Cyber Incident Victim: Eye & Retina Surgeons Singapore

On August 6, 2021, Eye & Retina Surgeons Singapore experienced a sophisticated ransomware cyber-attack targeting its Camden Medical branch. The breach compromised servers and multiple computer terminals, resulting in unauthorized access to personal and clinical data of over 73,000 patients. Exposed information included patients’ full names, residential addresses, national identification card numbers, contact details, and clinical records. Financial data such as credit card or bank account details remained unaffected. The clinic confirmed no impact on its other branches or clinical operations, with IT systems subsequently restored securely. Attackers infiltrated administrative networks but failed to access active medical records due to network segregation, as patient care data resided on a separate cloud-based system.

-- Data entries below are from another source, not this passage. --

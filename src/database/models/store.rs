use chrono::{DateTime, Utc};
use serde::{Deserialize, Serialize};
use sqlx::FromRow;
use uuid::Uuid;

/// A tenant. Reachable by id, by slug, or by custom domain.
#[derive(Debug, Clone, Serialize, Deserialize, FromRow)]
#[serde(rename_all = "camelCase")]
pub struct Store {
    pub id: Uuid,
    pub seller_id: Uuid,
    pub slug: String,
    pub name: String,
    pub description: Option<String>,
    pub custom_domain: Option<String>,
    pub is_active: bool,
    pub created_at: DateTime<Utc>,
    pub updated_at: DateTime<Utc>,
}

#[derive(Debug, Clone)]
pub struct NewStore {
    /// Owning SellerProfile id
    pub seller_id: Uuid,
    pub slug: String,
    pub name: String,
    pub description: Option<String>,
    pub custom_domain: Option<String>,
}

Eye & Retina Surgeons initiated incident response protocols by progressively notifying affected patients starting August 26, 2021. The clinic reported the breach to Singapore’s Personal Data Protection Commission (PDPC) and the Singapore Computer Emergency Response Team (SingCERT). Its IT team collaborated with the Cybersecurity Agency of Singapore (CSA) and the Ministry of Health (MOH) to investigate the attack’s origins and perpetrators. Monitoring revealed no evidence of compromised data being published publicly. MOH confirmed the breached systems operated independently from its networks, including the National Electronic Health Record, and affirmed no prior similar incidents targeting its infrastructure. The ministry announced plans to reinforce cybersecurity advisories to licensed healthcare institutions, emphasizing system hardening and patient data protection. Eye & Retina Surgeons reiterated its commitment to patient confidentiality while maintaining segmented network defenses as a core security measure.